Exercise:
Beneath this line is the data. Output exactly the lines from the line with "over for distribution" to the line with "let mut secrets", both ends included, and nothing more.

• • • • • • •

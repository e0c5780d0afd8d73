//! Trusted dealer
//!
//! The dealer is the only party that ever sees the factorization of `n` and
//! the private exponent `d`. Both live in [`DealerSecrets`], which is wiped on
//! [`Dealer::destroy`], on re-generation and on drop. Intermediate values of
//! share evaluation and of the inversion of `e` modulo `m` are wiped as
//! they are replaced; allocator-internal copies made when num-bigint grows a
//! buffer are outside that reach.

use super::primes::generate_safe_prime;
use crate::math::{eval_polynomial, mod_inverse, SecretInt};
use crate::{DealerConfig, Error, GroupKey, KeyShare, Result, ThresholdParams};
use num_bigint::{BigUint, RandBigInt};
use num_integer::Integer;
use num_traits::One;
use rand::rngs::OsRng;
use rand_core::{CryptoRng, RngCore};
use std::time::Instant;
use tracing::{debug, info, instrument};
use zeroize::Zeroize;

#[cfg(feature = "multi-thread")]
use rayon::prelude::*;

/// Statistical hiding margin of the polynomial coefficients, in bits
const HIDING_BITS: usize = 128;

/// Fresh (p, q) pairs tried before giving up
const MAX_MODULUS_ATTEMPTS: usize = 8;

/// Dealer-private state
#[derive(Zeroize)]
struct DealerSecrets {
    p: SecretInt,
    q: SecretInt,
    p_prime: SecretInt,
    q_prime: SecretInt,
    /// m = p'·q'
    m: SecretInt,
    /// e·d ≡ 1 (mod m)
    d: SecretInt,
    /// a_1 .. a_{k-1}
    coefficients: Vec<SecretInt>,
}

impl DealerSecrets {
    fn is_consistent(&self, group_key: &GroupKey, params: &ThresholdParams) -> bool {
        let (p, q) = (self.p.expose(), self.q.expose());
        let (p_prime, q_prime) = (self.p_prime.expose(), self.q_prime.expose());
        let m = self.m.expose();

        p * q == *group_key.modulus()
            && *p == (p_prime << 1u32) + 1u32
            && *q == (q_prime << 1u32) + 1u32
            && *m == p_prime * q_prime
            && (group_key.public_exponent() * self.d.expose()) % m == BigUint::one()
            && self.coefficients.len() == params.threshold() - 1
    }
}

/// Trusted dealer for a (k, l) threshold RSA key
pub struct Dealer {
    config: DealerConfig,
    params: Option<ThresholdParams>,
    group_key: Option<GroupKey>,
    shares: Vec<KeyShare>,
    secrets: Option<DealerSecrets>,
}

impl Dealer {
    /// Create a dealer producing `key_size`-bit moduli
    pub fn new(key_size: usize) -> Result<Self> {
        Self::with_config(DealerConfig::with_key_size(key_size))
    }

    /// Create a dealer from a full configuration
    pub fn with_config(config: DealerConfig) -> Result<Self> {
        config.validate()?;
        Ok(Self {
            config,
            params: None,
            group_key: None,
            shares: Vec::new(),
            secrets: None,
        })
    }

    pub fn config(&self) -> &DealerConfig {
        &self.config
    }

    /// Parameters of the current dealing
    pub fn params(&self) -> Option<ThresholdParams> {
        self.params
    }

    /// Public key of the current dealing
    pub fn group_key(&self) -> Option<&GroupKey> {
        self.group_key.as_ref()
    }

    /// Key shares of the current dealing, index `i` at position `i - 1`
    pub fn shares(&self) -> &[KeyShare] {
        &self.shares
    }

    /// Hand the key shares over for distribution
    pub fn take_shares(&mut self) -> Vec<KeyShare> {
        std::mem::take(&mut self.shares)
    }

    /// Generate a fresh group key and `l` shares with threshold `k`
    pub fn generate_keys(&mut self, k: usize, l: usize) -> Result<&GroupKey> {
        self.generate_keys_with_rng(k, l, &mut OsRng)
    }

    /// Same as [`Dealer::generate_keys`] with a caller-supplied RNG
    #[instrument(skip(self, rng))]
    pub fn generate_keys_with_rng<R: RngCore + CryptoRng>(
        &mut self,
        k: usize,
        l: usize,
        rng: &mut R,
    ) -> Result<&GroupKey> {
        let params = ThresholdParams::new(k, l)?;
        if l as u64 >= self.config.public_exponent {
            return Err(Error::InvalidParameter(format!(
                "Public exponent {} must exceed the number of shares {}",
                self.config.public_exponent, l
            )));
        }

        self.destroy();
        self.group_key = None;

        let start = Instant::now();
        info!(k, l, key_size = self.config.key_size, "Starting key generation");

        let e = BigUint::from(self.config.public_exponent);
        let mut secrets = self.generate_modulus(&e, rng)?;
        let n = secrets.p.expose() * secrets.q.expose();
        let group_key = GroupKey::new(n, e)?;
        debug!(group = %group_key.fingerprint(), "Modulus generated");

        secrets.coefficients = random_coefficients(secrets.m.expose(), &params, rng);
        let shares = deal_shares(&secrets, &group_key, &params, rng);

        debug_assert!(secrets.is_consistent(&group_key, &params));

        info!(
            k,
            l,
            group = %group_key.fingerprint(),
            elapsed_ms = start.elapsed().as_millis() as u64,
            "Key generation completed"
        );

        self.params = Some(params);
        self.shares = shares;
        self.secrets = Some(secrets);
        Ok(&*self.group_key.insert(group_key))
    }

    /// Wipe the dealer secrets and drop any undistributed shares
    ///
    /// The group key stays available; it is public.
    pub fn destroy(&mut self) {
        if let Some(mut secrets) = self.secrets.take() {
            secrets.zeroize();
            debug!("Dealer secrets destroyed");
        }
        self.shares.clear();
        self.params = None;
    }

    /// Find safe primes p ≠ q such that e is invertible modulo p'·q'
    fn generate_modulus<R: RngCore + CryptoRng>(
        &self,
        e: &BigUint,
        rng: &mut R,
    ) -> Result<DealerSecrets> {
        let p_bits = self.config.key_size / 2;
        let q_bits = self.config.key_size - p_bits;

        for attempt in 0..MAX_MODULUS_ATTEMPTS {
            let p = generate_safe_prime(p_bits, &self.config, rng)?;
            let q = generate_safe_prime(q_bits, &self.config, rng)?;
            if p.p == q.p {
                debug!(attempt, "Drew the same prime twice, retrying");
                continue;
            }

            let m = SecretInt::new(&p.p_prime * &q.p_prime);
            let Some(d) = mod_inverse(e, m.expose()) else {
                debug!(attempt, "Public exponent not invertible, retrying");
                continue;
            };

            return Ok(DealerSecrets {
                p: SecretInt::new(p.p.clone()),
                q: SecretInt::new(q.p.clone()),
                p_prime: SecretInt::new(p.p_prime.clone()),
                q_prime: SecretInt::new(q.p_prime.clone()),
                m,
                d: SecretInt::new(d),
                coefficients: Vec::new(),
            });
        }

        Err(Error::KeyGeneration(format!(
            "No usable modulus after {} attempts",
            MAX_MODULUS_ATTEMPTS
        )))
    }
}

impl Drop for Dealer {
    fn drop(&mut self) {
        self.destroy();
    }
}

/// a_1 .. a_{k-1} uniform in [0, m·l·2^HIDING_BITS)
///
/// Shares are not reduced modulo m (signers do not know m), so the
/// coefficients must be wide enough to statistically hide f(0) = d in any
/// k - 1 evaluations.
fn random_coefficients<R: RngCore + CryptoRng>(
    m: &BigUint,
    params: &ThresholdParams,
    rng: &mut R,
) -> Vec<SecretInt> {
    let bound = (m * BigUint::from(params.shares())) << HIDING_BITS;
    (1..params.threshold())
        .map(|_| SecretInt::new(rng.gen_biguint_below(&bound)))
        .collect()
}

/// Random square modulo n with a unit root
fn verification_base<R: RngCore + CryptoRng>(n: &BigUint, rng: &mut R) -> BigUint {
    let two = BigUint::from(2u32);
    loop {
        let r = rng.gen_biguint_range(&two, n);
        if r.gcd(n).is_one() {
            let v = r.modpow(&two, n);
            if !v.is_one() {
                return v;
            }
        }
    }
}

/// Evaluate f at 1..=l and attach the verification values
fn deal_shares<R: RngCore + CryptoRng>(
    secrets: &DealerSecrets,
    group_key: &GroupKey,
    params: &ThresholdParams,
    rng: &mut R,
) -> Vec<KeyShare> {
    let n = group_key.modulus();
    let v = verification_base(n, rng);
    let l = params.shares();

    let make_share = |i: usize| {
        let polynomial = std::iter::once(&secrets.d)
            .chain(secrets.coefficients.iter())
            .map(SecretInt::expose);
        let s_i = eval_polynomial(polynomial, i);
        let v_i = v.modpow(s_i.expose(), n);
        KeyShare::new(i, l, group_key, s_i, v.clone(), v_i)
    };

    #[cfg(feature = "multi-thread")]
    let shares = (1..=l).into_par_iter().map(make_share).collect();
    #[cfg(not(feature = "multi-thread"))]
    let shares = (1..=l).map(make_share).collect();

    shares
}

• • • • • • •

Task solution:
    /// Hand the key shares over for distribution
    pub fn take_shares(&mut self) -> Vec<KeyShare> {
        std::mem::take(&mut self.shares)
    }

    /// Generate a fresh group key and `l` shares with threshold `k`
    pub fn generate_keys(&mut self, k: usize, l: usize) -> Result<&GroupKey> {
        self.generate_keys_with_rng(k, l, &mut OsRng)
    }

    /// Same as [`Dealer::generate_keys`] with a caller-supplied RNG
    #[instrument(skip(self, rng))]
    pub fn generate_keys_with_rng<R: RngCore + CryptoRng>(
        &mut self,
        k: usize,
        l: usize,
        rng: &mut R,
    ) -> Result<&GroupKey> {
        let params = ThresholdParams::new(k, l)?;
        if l as u64 >= self.config.public_exponent {
            return Err(Error::InvalidParameter(format!(
                "Public exponent {} must exceed the number of shares {}",
                self.config.public_exponent, l
            )));
        }

        self.destroy();
        self.group_key = None;

        let start = Instant::now();
        info!(k, l, key_size = self.config.key_size, "Starting key generation");

        let e = BigUint::from(self.config.public_exponent);
        let mut secrets = self.generate_modulus(&e, rng)?;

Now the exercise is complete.